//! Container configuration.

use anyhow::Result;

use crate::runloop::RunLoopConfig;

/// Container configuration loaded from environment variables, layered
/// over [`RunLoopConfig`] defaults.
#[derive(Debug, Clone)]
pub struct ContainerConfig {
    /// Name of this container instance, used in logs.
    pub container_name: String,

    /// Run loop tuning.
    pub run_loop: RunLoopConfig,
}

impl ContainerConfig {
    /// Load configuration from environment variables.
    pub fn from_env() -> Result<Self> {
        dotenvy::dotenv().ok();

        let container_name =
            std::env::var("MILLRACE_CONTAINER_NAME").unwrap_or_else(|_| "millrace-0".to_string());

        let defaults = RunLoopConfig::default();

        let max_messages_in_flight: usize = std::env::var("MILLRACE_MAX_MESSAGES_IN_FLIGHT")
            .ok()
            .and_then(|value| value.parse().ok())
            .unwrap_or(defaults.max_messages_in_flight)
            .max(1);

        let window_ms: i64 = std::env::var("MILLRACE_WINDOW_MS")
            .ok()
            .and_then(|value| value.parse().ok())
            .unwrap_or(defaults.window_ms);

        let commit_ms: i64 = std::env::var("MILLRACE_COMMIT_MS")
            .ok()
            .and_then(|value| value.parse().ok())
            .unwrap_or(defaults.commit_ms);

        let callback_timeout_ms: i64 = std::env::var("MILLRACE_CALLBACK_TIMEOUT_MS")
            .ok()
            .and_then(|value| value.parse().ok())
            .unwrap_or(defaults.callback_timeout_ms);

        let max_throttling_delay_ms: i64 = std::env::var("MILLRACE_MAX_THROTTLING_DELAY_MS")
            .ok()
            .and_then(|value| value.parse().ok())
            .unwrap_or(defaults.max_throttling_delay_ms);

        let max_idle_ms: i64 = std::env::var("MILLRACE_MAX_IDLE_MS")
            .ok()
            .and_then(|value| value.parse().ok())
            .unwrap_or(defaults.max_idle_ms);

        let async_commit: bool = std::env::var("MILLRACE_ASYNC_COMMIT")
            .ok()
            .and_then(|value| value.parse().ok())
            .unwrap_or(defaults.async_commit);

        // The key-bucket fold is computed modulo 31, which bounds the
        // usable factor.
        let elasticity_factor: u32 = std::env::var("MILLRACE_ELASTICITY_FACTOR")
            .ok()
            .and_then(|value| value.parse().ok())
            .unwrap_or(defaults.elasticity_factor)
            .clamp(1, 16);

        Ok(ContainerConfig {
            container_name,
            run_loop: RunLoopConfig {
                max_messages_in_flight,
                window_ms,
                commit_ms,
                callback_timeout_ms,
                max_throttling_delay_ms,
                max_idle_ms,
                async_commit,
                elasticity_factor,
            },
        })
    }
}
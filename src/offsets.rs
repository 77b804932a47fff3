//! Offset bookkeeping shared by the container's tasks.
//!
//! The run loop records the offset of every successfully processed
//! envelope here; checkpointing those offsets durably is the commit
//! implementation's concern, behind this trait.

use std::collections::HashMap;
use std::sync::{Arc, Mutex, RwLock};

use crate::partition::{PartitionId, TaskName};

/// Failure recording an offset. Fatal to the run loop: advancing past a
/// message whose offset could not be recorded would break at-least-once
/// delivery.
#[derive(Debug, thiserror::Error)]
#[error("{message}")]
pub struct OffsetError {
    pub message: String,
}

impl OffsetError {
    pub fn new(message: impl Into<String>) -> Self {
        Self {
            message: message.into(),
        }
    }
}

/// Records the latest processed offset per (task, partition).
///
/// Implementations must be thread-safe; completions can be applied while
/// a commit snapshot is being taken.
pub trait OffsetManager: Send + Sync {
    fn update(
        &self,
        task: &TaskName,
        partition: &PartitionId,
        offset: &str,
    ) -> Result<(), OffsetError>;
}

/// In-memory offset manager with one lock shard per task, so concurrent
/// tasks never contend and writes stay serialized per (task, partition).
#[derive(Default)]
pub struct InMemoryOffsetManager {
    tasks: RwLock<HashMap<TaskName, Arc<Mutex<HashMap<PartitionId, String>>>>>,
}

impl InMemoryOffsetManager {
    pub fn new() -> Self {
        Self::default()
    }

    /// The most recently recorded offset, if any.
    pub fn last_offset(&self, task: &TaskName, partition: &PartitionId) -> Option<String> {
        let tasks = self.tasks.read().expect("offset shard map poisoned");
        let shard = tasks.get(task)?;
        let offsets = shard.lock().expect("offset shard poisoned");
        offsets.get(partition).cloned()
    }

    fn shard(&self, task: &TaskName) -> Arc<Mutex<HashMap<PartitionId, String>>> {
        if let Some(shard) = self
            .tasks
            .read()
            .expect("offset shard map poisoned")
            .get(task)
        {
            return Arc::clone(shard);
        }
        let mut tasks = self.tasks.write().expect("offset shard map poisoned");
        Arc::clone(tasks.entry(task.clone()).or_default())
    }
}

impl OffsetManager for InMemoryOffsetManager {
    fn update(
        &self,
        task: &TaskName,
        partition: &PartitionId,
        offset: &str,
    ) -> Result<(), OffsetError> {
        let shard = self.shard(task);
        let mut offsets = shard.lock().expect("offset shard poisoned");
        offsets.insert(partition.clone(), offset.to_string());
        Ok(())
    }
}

= = = = =

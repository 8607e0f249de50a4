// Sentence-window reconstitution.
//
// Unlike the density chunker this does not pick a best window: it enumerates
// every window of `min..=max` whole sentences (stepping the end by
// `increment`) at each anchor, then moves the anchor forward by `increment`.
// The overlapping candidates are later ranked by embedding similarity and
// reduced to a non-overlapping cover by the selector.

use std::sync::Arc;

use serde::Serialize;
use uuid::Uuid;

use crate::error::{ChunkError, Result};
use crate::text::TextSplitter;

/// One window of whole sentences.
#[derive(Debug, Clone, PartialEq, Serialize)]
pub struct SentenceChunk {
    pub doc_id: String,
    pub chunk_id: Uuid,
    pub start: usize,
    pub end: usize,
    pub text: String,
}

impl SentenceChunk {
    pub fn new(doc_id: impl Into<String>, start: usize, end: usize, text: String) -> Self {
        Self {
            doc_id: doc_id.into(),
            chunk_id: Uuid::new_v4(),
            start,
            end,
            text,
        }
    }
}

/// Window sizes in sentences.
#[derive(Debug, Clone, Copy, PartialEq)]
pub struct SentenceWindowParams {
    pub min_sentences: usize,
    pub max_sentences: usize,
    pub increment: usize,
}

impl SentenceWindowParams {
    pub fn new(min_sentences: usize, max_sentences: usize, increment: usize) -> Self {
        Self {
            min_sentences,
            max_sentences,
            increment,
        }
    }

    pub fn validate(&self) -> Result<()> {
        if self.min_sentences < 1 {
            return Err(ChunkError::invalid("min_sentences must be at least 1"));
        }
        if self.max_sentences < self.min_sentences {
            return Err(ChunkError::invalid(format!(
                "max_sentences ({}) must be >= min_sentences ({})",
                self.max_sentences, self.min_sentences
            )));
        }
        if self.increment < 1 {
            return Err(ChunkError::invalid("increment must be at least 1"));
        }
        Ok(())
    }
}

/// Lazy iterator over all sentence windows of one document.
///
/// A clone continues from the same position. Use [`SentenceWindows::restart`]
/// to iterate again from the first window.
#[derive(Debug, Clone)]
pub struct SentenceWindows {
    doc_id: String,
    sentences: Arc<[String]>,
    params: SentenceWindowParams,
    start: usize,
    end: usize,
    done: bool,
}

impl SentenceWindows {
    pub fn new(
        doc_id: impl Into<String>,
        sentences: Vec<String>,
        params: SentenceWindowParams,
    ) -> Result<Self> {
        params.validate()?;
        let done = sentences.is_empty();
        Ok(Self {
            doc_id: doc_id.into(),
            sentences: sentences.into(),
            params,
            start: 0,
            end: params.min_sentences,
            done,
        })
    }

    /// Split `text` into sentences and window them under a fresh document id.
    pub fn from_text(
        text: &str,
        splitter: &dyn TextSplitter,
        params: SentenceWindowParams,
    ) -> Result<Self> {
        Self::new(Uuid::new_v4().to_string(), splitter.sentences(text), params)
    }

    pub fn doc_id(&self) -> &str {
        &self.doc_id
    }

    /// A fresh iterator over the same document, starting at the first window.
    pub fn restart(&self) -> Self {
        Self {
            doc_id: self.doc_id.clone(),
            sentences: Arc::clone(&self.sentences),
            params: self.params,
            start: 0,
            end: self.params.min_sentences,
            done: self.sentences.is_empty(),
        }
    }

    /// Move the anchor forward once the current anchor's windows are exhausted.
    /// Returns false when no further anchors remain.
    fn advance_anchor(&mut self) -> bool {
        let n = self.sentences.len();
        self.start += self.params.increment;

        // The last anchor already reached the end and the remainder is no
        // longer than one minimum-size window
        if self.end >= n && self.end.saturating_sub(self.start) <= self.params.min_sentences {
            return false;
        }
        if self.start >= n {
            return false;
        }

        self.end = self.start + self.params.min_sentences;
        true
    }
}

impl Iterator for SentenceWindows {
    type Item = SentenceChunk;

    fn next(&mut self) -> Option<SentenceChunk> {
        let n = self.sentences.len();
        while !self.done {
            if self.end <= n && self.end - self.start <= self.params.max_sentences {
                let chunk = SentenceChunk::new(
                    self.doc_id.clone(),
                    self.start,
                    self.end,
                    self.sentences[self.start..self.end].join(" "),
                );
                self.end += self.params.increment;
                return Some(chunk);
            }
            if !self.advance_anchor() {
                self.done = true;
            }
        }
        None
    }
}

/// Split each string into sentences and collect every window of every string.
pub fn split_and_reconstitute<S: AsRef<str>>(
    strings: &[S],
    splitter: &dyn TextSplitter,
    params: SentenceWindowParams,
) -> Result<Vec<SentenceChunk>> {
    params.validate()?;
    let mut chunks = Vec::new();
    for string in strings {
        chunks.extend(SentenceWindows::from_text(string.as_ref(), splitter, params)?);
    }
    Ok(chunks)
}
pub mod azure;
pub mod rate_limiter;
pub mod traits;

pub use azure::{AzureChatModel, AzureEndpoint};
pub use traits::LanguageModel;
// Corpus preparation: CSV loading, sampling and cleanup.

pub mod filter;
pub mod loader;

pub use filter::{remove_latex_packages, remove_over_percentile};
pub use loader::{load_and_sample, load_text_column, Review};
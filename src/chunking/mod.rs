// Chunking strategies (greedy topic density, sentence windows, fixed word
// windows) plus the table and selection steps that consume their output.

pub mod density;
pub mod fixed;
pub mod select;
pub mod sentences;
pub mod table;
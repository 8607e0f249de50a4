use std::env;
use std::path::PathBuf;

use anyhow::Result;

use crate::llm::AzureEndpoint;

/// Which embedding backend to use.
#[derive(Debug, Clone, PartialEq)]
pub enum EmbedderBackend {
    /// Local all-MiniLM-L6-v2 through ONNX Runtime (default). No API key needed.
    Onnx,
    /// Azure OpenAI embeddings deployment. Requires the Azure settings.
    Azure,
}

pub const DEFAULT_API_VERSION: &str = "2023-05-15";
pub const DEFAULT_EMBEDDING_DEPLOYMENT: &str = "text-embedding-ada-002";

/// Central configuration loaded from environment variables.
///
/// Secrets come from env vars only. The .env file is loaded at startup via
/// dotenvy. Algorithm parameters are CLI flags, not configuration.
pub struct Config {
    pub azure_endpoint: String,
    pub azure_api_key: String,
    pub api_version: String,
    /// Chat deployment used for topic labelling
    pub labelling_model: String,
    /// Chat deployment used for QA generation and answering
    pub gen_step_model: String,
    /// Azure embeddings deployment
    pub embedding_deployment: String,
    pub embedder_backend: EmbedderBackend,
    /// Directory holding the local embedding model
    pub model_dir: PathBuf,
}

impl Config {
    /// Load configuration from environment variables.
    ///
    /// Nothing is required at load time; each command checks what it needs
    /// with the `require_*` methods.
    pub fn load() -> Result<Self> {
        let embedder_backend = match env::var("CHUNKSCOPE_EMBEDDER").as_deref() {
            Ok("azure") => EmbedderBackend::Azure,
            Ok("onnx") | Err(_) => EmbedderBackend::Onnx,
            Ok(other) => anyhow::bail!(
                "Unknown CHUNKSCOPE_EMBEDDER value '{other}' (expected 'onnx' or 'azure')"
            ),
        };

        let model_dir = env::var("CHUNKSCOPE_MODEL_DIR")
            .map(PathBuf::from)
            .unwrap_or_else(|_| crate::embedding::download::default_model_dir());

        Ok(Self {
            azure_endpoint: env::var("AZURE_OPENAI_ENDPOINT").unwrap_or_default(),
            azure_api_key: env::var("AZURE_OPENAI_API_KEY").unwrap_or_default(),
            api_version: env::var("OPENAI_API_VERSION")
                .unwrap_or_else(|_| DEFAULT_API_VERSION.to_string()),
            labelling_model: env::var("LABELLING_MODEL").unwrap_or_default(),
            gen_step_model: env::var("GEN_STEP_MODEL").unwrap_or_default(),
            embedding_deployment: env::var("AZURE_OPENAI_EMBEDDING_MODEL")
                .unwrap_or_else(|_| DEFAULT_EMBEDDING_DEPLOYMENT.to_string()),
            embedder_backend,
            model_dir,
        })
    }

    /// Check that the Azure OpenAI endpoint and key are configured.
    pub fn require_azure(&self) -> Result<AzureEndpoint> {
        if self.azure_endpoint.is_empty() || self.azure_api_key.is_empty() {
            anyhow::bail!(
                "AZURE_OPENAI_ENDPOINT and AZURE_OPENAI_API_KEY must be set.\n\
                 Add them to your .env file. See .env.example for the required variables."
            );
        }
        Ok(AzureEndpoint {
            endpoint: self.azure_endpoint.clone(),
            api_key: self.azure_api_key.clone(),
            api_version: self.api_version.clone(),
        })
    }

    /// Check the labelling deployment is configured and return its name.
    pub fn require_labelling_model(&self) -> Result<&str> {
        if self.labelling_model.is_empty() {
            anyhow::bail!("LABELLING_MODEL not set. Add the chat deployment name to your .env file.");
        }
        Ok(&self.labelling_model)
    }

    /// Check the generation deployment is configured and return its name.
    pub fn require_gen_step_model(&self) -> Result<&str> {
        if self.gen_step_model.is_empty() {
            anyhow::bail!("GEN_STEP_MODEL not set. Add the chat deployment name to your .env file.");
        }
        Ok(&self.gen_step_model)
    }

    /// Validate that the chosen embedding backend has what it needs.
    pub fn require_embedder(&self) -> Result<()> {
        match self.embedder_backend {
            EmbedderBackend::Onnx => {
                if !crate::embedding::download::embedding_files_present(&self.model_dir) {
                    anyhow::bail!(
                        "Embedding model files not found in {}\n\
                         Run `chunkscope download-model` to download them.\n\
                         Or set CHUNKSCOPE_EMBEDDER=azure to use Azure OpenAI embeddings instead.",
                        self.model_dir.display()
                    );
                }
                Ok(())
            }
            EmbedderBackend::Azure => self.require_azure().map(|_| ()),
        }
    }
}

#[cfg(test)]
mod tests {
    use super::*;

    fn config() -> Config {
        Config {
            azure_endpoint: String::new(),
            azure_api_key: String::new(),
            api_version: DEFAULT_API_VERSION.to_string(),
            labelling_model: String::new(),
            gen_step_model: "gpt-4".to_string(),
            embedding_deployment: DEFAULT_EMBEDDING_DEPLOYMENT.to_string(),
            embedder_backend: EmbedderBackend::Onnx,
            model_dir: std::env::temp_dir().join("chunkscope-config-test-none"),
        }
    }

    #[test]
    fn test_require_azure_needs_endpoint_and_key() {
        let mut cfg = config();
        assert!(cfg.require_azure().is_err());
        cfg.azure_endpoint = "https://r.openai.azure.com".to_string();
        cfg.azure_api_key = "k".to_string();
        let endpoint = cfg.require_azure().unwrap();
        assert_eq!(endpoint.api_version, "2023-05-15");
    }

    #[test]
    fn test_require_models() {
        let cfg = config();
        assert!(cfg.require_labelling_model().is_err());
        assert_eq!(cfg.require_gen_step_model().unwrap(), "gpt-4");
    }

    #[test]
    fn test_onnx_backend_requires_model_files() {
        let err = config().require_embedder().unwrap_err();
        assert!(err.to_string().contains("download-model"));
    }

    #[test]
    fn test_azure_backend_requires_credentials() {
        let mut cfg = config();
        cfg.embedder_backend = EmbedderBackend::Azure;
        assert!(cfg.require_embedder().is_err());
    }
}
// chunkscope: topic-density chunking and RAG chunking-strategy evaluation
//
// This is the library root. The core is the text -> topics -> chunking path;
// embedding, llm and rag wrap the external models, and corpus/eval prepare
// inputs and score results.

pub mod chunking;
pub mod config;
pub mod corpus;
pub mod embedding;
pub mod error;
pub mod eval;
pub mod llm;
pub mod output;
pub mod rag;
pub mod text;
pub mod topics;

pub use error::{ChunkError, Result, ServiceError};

= = = = =

Set down precisely the lines above between the line holding "let done = sentences.is_empty();" and the line holding "one minimum-size window", inclusive, and nothing beyond them.

__FINISHED EXERCISE__:
        let done = sentences.is_empty();
        Ok(Self {
            doc_id: doc_id.into(),
            sentences: sentences.into(),
            params,
            start: 0,
            end: params.min_sentences,
            done,
        })
    }

    /// Split `text` into sentences and window them under a fresh document id.
    pub fn from_text(
        text: &str,
        splitter: &dyn TextSplitter,
        params: SentenceWindowParams,
    ) -> Result<Self> {
        Self::new(Uuid::new_v4().to_string(), splitter.sentences(text), params)
    }

    pub fn doc_id(&self) -> &str {
        &self.doc_id
    }

    /// A fresh iterator over the same document, starting at the first window.
    pub fn restart(&self) -> Self {
        Self {
            doc_id: self.doc_id.clone(),
            sentences: Arc::clone(&self.sentences),
            params: self.params,
            start: 0,
            end: self.params.min_sentences,
            done: self.sentences.is_empty(),
        }
    }

    /// Move the anchor forward once the current anchor's windows are exhausted.
    /// Returns false when no further anchors remain.
    fn advance_anchor(&mut self) -> bool {
        let n = self.sentences.len();
        self.start += self.params.increment;

        // The last anchor already reached the end and the remainder is no
        // longer than one minimum-size window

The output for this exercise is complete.